ХРОНИЧЕСКИЕ КОНЪЮНКТИВИТЫ

Это конъюнктивиты,

связанные с аномалиями рефракции, с заболеваниями придаточных пазух, желудочно-кишечного тракта с хроническим течением. При этих патологиях объективных данных очень немного: незначительная гиперемия конъюнктивиты, легкая шероховатость ее поверхности, из-за которой возникает чувство засоренности глаз. Рекомендуются:

1) по возможности устранить причины, вызвавшие конъюнктивит;

2) консультация офтальмолога для правильного подбора корригирующих очков, в особенности при астигматизме и пресбиопии;

3) 0,25 %-ный раствор сульфата цинка в каплях 3–4 раза в день курсами по 7-10 дней;

4) закапывание искусственной слезы.

Сухой конъюнктивит (или синдром Сьегрена) – хроническое заболевание с первичным поражением слезных и слюнных желез. Развивается на обоих глазах медленно и течет хронически с ремиссиями и обострениями при недостаточном количестве слезной жидкости, поступающей в конъюнктивальный мешок для увлажнения передней поверхности глазного яблока. В результате возникают периодическое подсыхание конъюнктивиты и роговицы и связанные с ним неприятные ощущения сухости, рези, зуда и чувства инородного тела под веками, светобоязнь, плохая переносимость ветра, дыма. Все явления ухудшаются к вечеру.

Этиология заболевания неизвестна. У части больных выявляются признаки ревматоидного артрита или другие симптомы поражения соединительной ткани. Болеют чаще женщины (90 %) в возрасте старше 40 лет, обычно с наступлением климакса. Различают 3 стадии поражения глаз: гипосекреция слезной жидкости, сухой конъюнктивит, сухой кератоконъюнкти-вит. В связи с раздражением глаз на первых этапах заболевания слезообразование рефлекторно усиливается, что может сопровождаться клинической картиной гиперсекреции слезы – застоем слезы и даже слезотечением. В дальнейшем выделение слез при раздражении глаз резко снижается, при плаче слезы отсутствуют. В конъюнктивальном мешке обнаруживают тягучий нитчатый секрет, состоящий из слезы и слущивающихся эпителиальных клеток. Конъюнктива гиперемирована умеренно, нередко наблюдается сосочковая гипертрофия по верхнему краю хряща. Поверхностные, мелкие различной величины и формы помутнения, окрашивающиеся флюоресцеином, возникают первоначально в нижней половине роговицы, а позднее – по всей роговице. Заболевание склонно к прогресси-рованию, возможно поражение других органов и систем организма: сухость слизистой оболочки рта, носоглотки, половых органов, хронический полиартрит, а позднее – нарушение со стороны печени, желудочно-кишечного тракта, сердечно-сосудистой и мочеполовой систем.

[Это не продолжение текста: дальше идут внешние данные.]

impl<'a> HierarchyBuilder<'a> {
    pub fn new(config: &'a EngineConfig) -> Self {
        Self {
            config,
            project_names: BTreeMap::new(),
            project_budgets: BTreeMap::new(),
        }
    }

    pub fn with_project_names(mut self, names: BTreeMap<String, String>) -> Self {
        self.project_names = names;
        self
    }

    pub fn with_project_budgets(mut self, budgets: BTreeMap<String, f64>) -> Self {
        self.project_budgets = budgets;
        self
    }

    pub fn category_for(&self, item: &LineItem) -> String {
        match_keyword(&item.description, &self.config.category_vocabulary)
            .unwrap_or(self.config.default_category.as_str())
            .to_string()
    }

    pub fn work_package_for(&self, item: &LineItem) -> String {
        match_keyword(&item.description, &self.config.work_package_vocabulary)
            .unwrap_or(self.config.default_work_package.as_str())
            .to_string()
    }

    /// 1-based phase number from the PO number's trailing digits. A PO
    /// without digits counts as 0 and lands in the first phase.
    pub fn phase_for(&self, item: &LineItem) -> usize {
        let suffix = trailing_number(&item.po_number).unwrap_or(0);
        self.config
            .phase_boundaries
            .iter()
            .position(|bound| suffix <= *bound)
            .unwrap_or(self.config.phase_boundaries.len())
            + 1
    }

    pub fn build_cost_element_tree(&self, items: &[LineItem], currency: &str) -> Vec<HierarchyNode> {
        // project -> category -> vendor id -> (vendor name, items)
        let mut grouped: BTreeMap<&str, BTreeMap<String, BTreeMap<&str, (&str, Vec<&LineItem>)>>> =
            BTreeMap::new();

        for item in items {
            let vendor = grouped
                .entry(item.project_id.as_str())
                .or_default()
                .entry(self.category_for(item))
                .or_default()
                .entry(item.vendor_id.as_str())
                .or_insert_with(|| (item.vendor_name.as_str(), Vec::new()));
            vendor.1.push(item);
        }

        debug!(
            "Cost element tree: {} line items across {} projects",
            items.len(),
            grouped.len()
        );

        grouped
            .into_iter()
            .map(|(project_id, categories)| {
                let category_nodes = categories
                    .into_iter()
                    .map(|(category, vendors)| {
                        let category_id = format!("{}/{}", project_id, category);
                        let vendor_nodes = vendors
                            .into_iter()
                            .map(|(vendor_id, (vendor_name, vendor_items))| {
                                let spend = vendor_items.iter().map(|i| i.amount).sum();
                                self.rollup(
                                    NodeSpec {
                                        id: format!("{}/{}", category_id, vendor_id),
                                        name: vendor_name.to_string(),
                                        level: 2,
                                        parent_id: Some(category_id.clone()),
                                        currency,
                                    },
                                    Vec::new(),
                                    spend,
                                    None,
                                )
                            })
                            .collect();

                        self.rollup(
                            NodeSpec {
                                id: category_id.clone(),
                                name: category,
                                level: 1,
                                parent_id: Some(project_id.to_string()),
                                currency,
                            },
                            vendor_nodes,
                            0.0,
                            None,
                        )
                    })
                    .collect();

                let name = self
                    .project_names
                    .get(project_id)
                    .cloned()
                    .unwrap_or_else(|| project_id.to_string());

                self.rollup(
                    NodeSpec {
                        id: project_id.to_string(),
                        name,
                        level: 0,
                        parent_id: None,
                        currency,
                    },
                    category_nodes,
                    0.0,
                    self.project_budgets.get(project_id).copied(),
                )
            })
            .collect()
    }

    pub fn build_work_breakdown_tree(&self, items: &[LineItem], currency: &str) -> Vec<HierarchyNode> {
        // phase -> work package -> items, in input order
        let mut grouped: BTreeMap<usize, BTreeMap<String, Vec<&LineItem>>> = BTreeMap::new();
        for item in items {
            grouped
                .entry(self.phase_for(item))
                .or_default()
                .entry(self.work_package_for(item))
                .or_default()
                .push(item);
        }

        debug!(
            "Work breakdown tree: {} line items across {} phases",
            items.len(),
            grouped.len()
        );

        grouped
            .into_iter()
            .map(|(phase, packages)| {
                let phase_id = format!("phase-{}", phase);
                let package_nodes = packages
                    .into_iter()
                    .map(|(package, package_items)| {
                        let package_id = format!("{}/{}", phase_id, slug(&package));
                        let item_nodes = package_items
                            .into_iter()
                            .enumerate()
                            .map(|(idx, item)| {
                                self.rollup(
                                    NodeSpec {
                                        id: format!("{}/{}-{}", package_id, idx + 1, slug(&item.po_number)),
                                        name: format!("{} - {}", item.po_number, item.vendor_name),
                                        level: 2,
                                        parent_id: Some(package_id.clone()),
                                        currency,
                                    },
                                    Vec::new(),
                                    item.amount,
                                    None,
                                )
                            })
                            .collect();

                        self.rollup(
                            NodeSpec {
                                id: package_id.clone(),
                                name: package,
                                level: 1,
                                parent_id: Some(phase_id.clone()),
                                currency,
                            },
                            item_nodes,
                            0.0,
                            None,
                        )
                    })
                    .collect();

                self.rollup(
                    NodeSpec {
                        id: phase_id.clone(),
                        name: format!("Phase {}", phase),
                        level: 0,
                        parent_id: None,
                        currency,
                    },
                    package_nodes,
                    0.0,
                    None,
                )
            })
            .collect()
    }

    fn rollup(
        &self,
        spec: NodeSpec<'_>,
        children: Vec<HierarchyNode>,
        own_spend: f64,
        explicit_budget: Option<f64>,
    ) -> HierarchyNode {
        let total_spend = if children.is_empty() {
            round_to_cents(own_spend)
        } else {
            round_to_cents(children.iter().map(|c| c.total_spend).sum())
        };

        let total_budget = match explicit_budget {
            Some(budget) => round_to_cents(budget),
            None if !children.is_empty() => {
                round_to_cents(children.iter().map(|c| c.total_budget).sum())
            }
            None => round_to_cents(total_spend * self.config.budget_estimate_factor),
        };

        HierarchyNode {
            id: spec.id,
            name: spec.name,
            level: spec.level,
            parent_id: spec.parent_id,
            currency: spec.currency.to_string(),
            total_budget,
            total_spend,
            variance: round_to_cents(total_budget - total_spend),
            children,
        }
    }
}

При диагностике синдрома сухого глаза учитывают характерные жалобы больного, результаты биомикроскопического исследования краев век, конъюнктивы и роговицы, а также специальных тестов.

1. Проба по Норму – проба, оценивающая стабильность слезной пленки. При взгляде вниз при оттянутом веке закапывают 0,1–0,2 %-ный раствор флюоресцеина на область лимба на 12 ч. После включения щелевой лампы пациент не должен мигать. Диагностическое значение имеет время разрыва слезной пленки менее 10 с.

2. Проба Ширмера со стандартной полоской фильтровальной бумаги, одним концом введенной за нижнее веко. Через 5 мин полоску извлекают и измеряют длину увлажненной части: ее величина менее 10 мм свидетельствует о небольшом уменьшении продукции слезной жидкости, а менее 5 мм – о значительном.

3. Проба с 1 %-ным раствором бенгальского розового особенно информативна, так как позволяет выявить погибшие (окрашенные) клетки эпителия, покрывающего роговицу и конъюнктиву.

Диагностика синдрома сухого глаза сопряжена с большими трудностями и основывается только на результате комплексной оценки жалоб больного и клинической картины, а также результатах функциональных проб.